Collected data
◇ ◇ ◇ ◇

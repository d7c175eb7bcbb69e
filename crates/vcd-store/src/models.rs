//! Store models
//!
//! Models mirror the relational rows. Enumerations are stored as text and parsed back
//! with `FromStr`; an unknown value read from the database is an
//! [`InvalidRecord`](crate::StoreError::InvalidRecord) error.

use chrono::{DateTime, Utc};
use serde::{Deserialize, Serialize};
use std::fmt;
use std::str::FromStr;
use uuid::Uuid;

/// Tenant boundary
#[derive(Debug, Clone, PartialEq, Eq, Serialize, Deserialize)]
pub struct Organization {
    pub id: Uuid,
    /// Short unique name
    pub name: String,
    pub display_name: String,
    pub enabled: bool,
    /// Exactly one organization is the provider org; it can never be deleted
    pub is_provider: bool,
    pub created_at: DateTime<Utc>,
}

impl Organization {
    /// New enabled tenant organization
    pub fn new(name: impl Into<String>) -> Self {
        let name = name.into();
        Self {
            id: Uuid::new_v4(),
            display_name: name.clone(),
            name,
            enabled: true,
            is_provider: false,
            created_at: Utc::now(),
        }
    }
}

/// Role a user holds within their organization
#[derive(Debug, Clone, Copy, PartialEq, Eq, Hash, Serialize, Deserialize)]
#[serde(rename_all = "kebab-case")]
pub enum Role {
    /// Bypasses organization checks everywhere
    SystemAdmin,
    OrgAdmin,
    OrgUser,
    /// May read but never mutate
    ReadOnly,
}

impl Role {
    pub fn as_str(&self) -> &'static str {
        match self {
            Role::SystemAdmin => "system-admin",
            Role::OrgAdmin => "org-admin",
            Role::OrgUser => "org-user",
            Role::ReadOnly => "read-only",
        }
    }
}

impl FromStr for Role {
    type Err = String;

    fn from_str(s: &str) -> Result<Self, Self::Err> {
        match s {
            "system-admin" => Ok(Role::SystemAdmin),
            "org-admin" => Ok(Role::OrgAdmin),
            "org-user" => Ok(Role::OrgUser),
            "read-only" => Ok(Role::ReadOnly),
            other => Err(format!("unknown role: {}", other)),
        }
    }
}

/// Caller identity
#[derive(Debug, Clone, PartialEq, Eq, Serialize, Deserialize)]
pub struct User {
    pub id: Uuid,
    pub org_id: Uuid,
    pub name: String,
    pub role: Role,
    pub enabled: bool,
}

impl User {
    pub fn new(org_id: Uuid, name: impl Into<String>, role: Role) -> Self {
        Self {
            id: Uuid::new_v4(),
            org_id,
            name: name.into(),
            role,
            enabled: true,
        }
    }
}

/// VDC allocation model
#[derive(Debug, Clone, Copy, PartialEq, Eq, Hash, Serialize, Deserialize)]
#[serde(rename_all = "kebab-case")]
pub enum AllocationModel {
    PayAsYouGo,
    AllocationPool,
    ReservationPool,
    Flex,
}

impl AllocationModel {
    pub fn as_str(&self) -> &'static str {
        match self {
            AllocationModel::PayAsYouGo => "pay-as-you-go",
            AllocationModel::AllocationPool => "allocation-pool",
            AllocationModel::ReservationPool => "reservation-pool",
            AllocationModel::Flex => "flex",
        }
    }
}

impl FromStr for AllocationModel {
    type Err = String;

    fn from_str(s: &str) -> Result<Self, Self::Err> {
        match s {
            "pay-as-you-go" => Ok(AllocationModel::PayAsYouGo),
            "allocation-pool" => Ok(AllocationModel::AllocationPool),
            "reservation-pool" => Ok(AllocationModel::ReservationPool),
            "flex" => Ok(AllocationModel::Flex),
            other => Err(format!("unknown allocation model: {}", other)),
        }
    }
}

impl fmt::Display for AllocationModel {
    fn fmt(&self, f: &mut fmt::Formatter<'_>) -> fmt::Result {
        f.write_str(self.as_str())
    }
}

/// A limit and the unit it is expressed in (e.g. `4000 MHz`, `2 cores`, `8 GB`)
#[derive(Debug, Clone, PartialEq, Eq, Serialize, Deserialize)]
pub struct ResourceLimit {
    /// Zero or negative means unlimited
    pub limit: i64,
    pub units: String,
}

impl ResourceLimit {
    pub fn new(limit: i64, units: impl Into<String>) -> Self {
        Self {
            limit,
            units: units.into(),
        }
    }

    pub fn unlimited(units: impl Into<String>) -> Self {
        Self::new(0, units)
    }

    pub fn is_unlimited(&self) -> bool {
        self.limit <= 0
    }
}

/// Virtual datacenter
#[derive(Debug, Clone, PartialEq, Eq, Serialize, Deserialize)]
pub struct Vdc {
    pub id: Uuid,
    pub org_id: Uuid,
    pub name: String,
    pub description: Option<String>,
    pub allocation_model: AllocationModel,
    pub cpu: ResourceLimit,
    pub memory: ResourceLimit,
    /// Maximum networks; informational, not enforced in the cluster
    pub network_quota: i32,
    pub enabled: bool,
    /// Cluster namespace materializing this VDC. Unique, never changes after creation.
    pub namespace: String,
    pub created_at: DateTime<Utc>,
}

impl Vdc {
    /// New enabled pay-as-you-go VDC with unlimited compute
    pub fn new(org_id: Uuid, name: impl Into<String>, namespace: impl Into<String>) -> Self {
        Self {
            id: Uuid::new_v4(),
            org_id,
            name: name.into(),
            description: None,
            allocation_model: AllocationModel::PayAsYouGo,
            cpu: ResourceLimit::unlimited("cores"),
            memory: ResourceLimit::unlimited("MB"),
            network_quota: 0,
            enabled: true,
            namespace: namespace.into(),
            created_at: Utc::now(),
        }
    }
}

/// Catalog of templates
#[derive(Debug, Clone, PartialEq, Eq, Serialize, Deserialize)]
pub struct Catalog {
    pub id: Uuid,
    pub org_id: Uuid,
    pub name: String,
    pub description: Option<String>,
    /// Published catalogs are visible to every organization
    pub published: bool,
    pub created_at: DateTime<Utc>,
}

impl Catalog {
    pub fn new(org_id: Uuid, name: impl Into<String>) -> Self {
        Self {
            id: Uuid::new_v4(),
            org_id,
            name: name.into(),
            description: None,
            published: false,
            created_at: Utc::now(),
        }
    }
}

/// Lifecycle status shared by vApps and VMs
#[derive(Debug, Clone, Copy, PartialEq, Eq, Hash, Serialize, Deserialize)]
#[serde(rename_all = "SCREAMING_SNAKE_CASE")]
pub enum Status {
    Instantiating,
    Deployed,
    Failed,
    PoweringOn,
    PoweredOn,
    PoweringOff,
    PoweredOff,
    Suspended,
    Deleting,
    Deleted,
    /// Placeholder written when no cluster backend is configured
    Resolved,
}

impl Status {
    pub fn as_str(&self) -> &'static str {
        match self {
            Status::Instantiating => "INSTANTIATING",
            Status::Deployed => "DEPLOYED",
            Status::Failed => "FAILED",
            Status::PoweringOn => "POWERING_ON",
            Status::PoweredOn => "POWERED_ON",
            Status::PoweringOff => "POWERING_OFF",
            Status::PoweredOff => "POWERED_OFF",
            Status::Suspended => "SUSPENDED",
            Status::Deleting => "DELETING",
            Status::Deleted => "DELETED",
            Status::Resolved => "RESOLVED",
        }
    }
}

impl FromStr for Status {
    type Err = String;

    fn from_str(s: &str) -> Result<Self, Self::Err> {
        match s {
            "INSTANTIATING" => Ok(Status::Instantiating),
            "DEPLOYED" => Ok(Status::Deployed),
            "FAILED" => Ok(Status::Failed),
            "POWERING_ON" => Ok(Status::PoweringOn),
            "POWERED_ON" => Ok(Status::PoweredOn),
            "POWERING_OFF" => Ok(Status::PoweringOff),
            "POWERED_OFF" => Ok(Status::PoweredOff),
            "SUSPENDED" => Ok(Status::Suspended),
            "DELETING" => Ok(Status::Deleting),
            "DELETED" => Ok(Status::Deleted),
            "RESOLVED" => Ok(Status::Resolved),
            other => Err(format!("unknown status: {}", other)),
        }
    }
}

impl fmt::Display for Status {
    fn fmt(&self, f: &mut fmt::Formatter<'_>) -> fmt::Result {
        f.write_str(self.as_str())
    }
}

/// Cluster object created for a vApp
#[derive(Debug, Clone, PartialEq, Eq, Serialize, Deserialize)]
pub struct ClusterInstanceRef {
    pub namespace: String,
    /// TemplateInstance name
    pub name: String,
}

/// Virtual application
#[derive(Debug, Clone, PartialEq, Eq, Serialize, Deserialize)]
pub struct VApp {
    pub id: Uuid,
    pub vdc_id: Uuid,
    /// Unique within the VDC
    pub name: String,
    pub description: Option<String>,
    pub status: Status,
    /// Catalog item handle the vApp was instantiated from
    pub source_catalog_item: Option<String>,
    pub cluster_instance_ref: Option<ClusterInstanceRef>,
    pub created_at: DateTime<Utc>,
    pub updated_at: DateTime<Utc>,
}

impl VApp {
    /// New vApp record in `INSTANTIATING`
    pub fn new(vdc_id: Uuid, name: impl Into<String>) -> Self {
        let now = Utc::now();
        Self {
            id: Uuid::new_v4(),
            vdc_id,
            name: name.into(),
            description: None,
            status: Status::Instantiating,
            source_catalog_item: None,
            cluster_instance_ref: None,
            created_at: now,
            updated_at: now,
        }
    }
}

/// Virtual machine
#[derive(Debug, Clone, PartialEq, Eq, Serialize, Deserialize)]
pub struct Vm {
    pub id: Uuid,
    pub vapp_id: Uuid,
    pub name: String,
    pub status: Status,
    /// Name of the VirtualMachine custom resource
    pub cluster_name: String,
    /// Inherited from the owning VDC
    pub namespace: String,
    pub cpu_count: Option<i32>,
    pub memory_mb: Option<i64>,
    pub created_at: DateTime<Utc>,
    pub updated_at: DateTime<Utc>,
}

impl Vm {
    pub fn new(vapp_id: Uuid, namespace: impl Into<String>, cluster_name: impl Into<String>, status: Status) -> Self {
        let now = Utc::now();
        let cluster_name = cluster_name.into();
        Self {
            id: Uuid::new_v4(),
            vapp_id,
            name: cluster_name.clone(),
            status,
            cluster_name,
            namespace: namespace.into(),
            cpu_count: None,
            memory_mb: None,
            created_at: now,
            updated_at: now,
        }
    }
}

#[cfg(test)]
mod tests {
    use super::*;

    #[test]
    fn test_status_text_round_trip() {
        for status in [
            Status::Instantiating,
            Status::PoweringOn,
            Status::PoweredOff,
            Status::Resolved,
        ] {
            assert_eq!(status.as_str().parse::<Status>().unwrap(), status);
        }
        assert!("RUNNING".parse::<Status>().is_err());
    }

    #[test]
    fn test_allocation_model_serde_matches_text() {
        let json = serde_json::to_string(&AllocationModel::ReservationPool).unwrap();
        assert_eq!(json, "\"reservation-pool\"");
        assert_eq!(
            "pay-as-you-go".parse::<AllocationModel>().unwrap(),
            AllocationModel::PayAsYouGo
        );
    }

    #[test]
    fn test_unlimited_limit() {
        assert!(ResourceLimit::new(0, "MHz").is_unlimited());
        assert!(ResourceLimit::new(-1, "MB").is_unlimited());
        assert!(!ResourceLimit::new(2, "cores").is_unlimited());
    }

    #[test]
    fn test_new_vapp_is_instantiating() {
        let vapp = VApp::new(Uuid::new_v4(), "web");
        assert_eq!(vapp.status, Status::Instantiating);
        assert!(vapp.cluster_instance_ref.is_none());
    }
}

◇ ◇ ◇ ◇

One figure is all that is needed: the number of lines above in which the word "Deleting" appears.

§ Response area:
3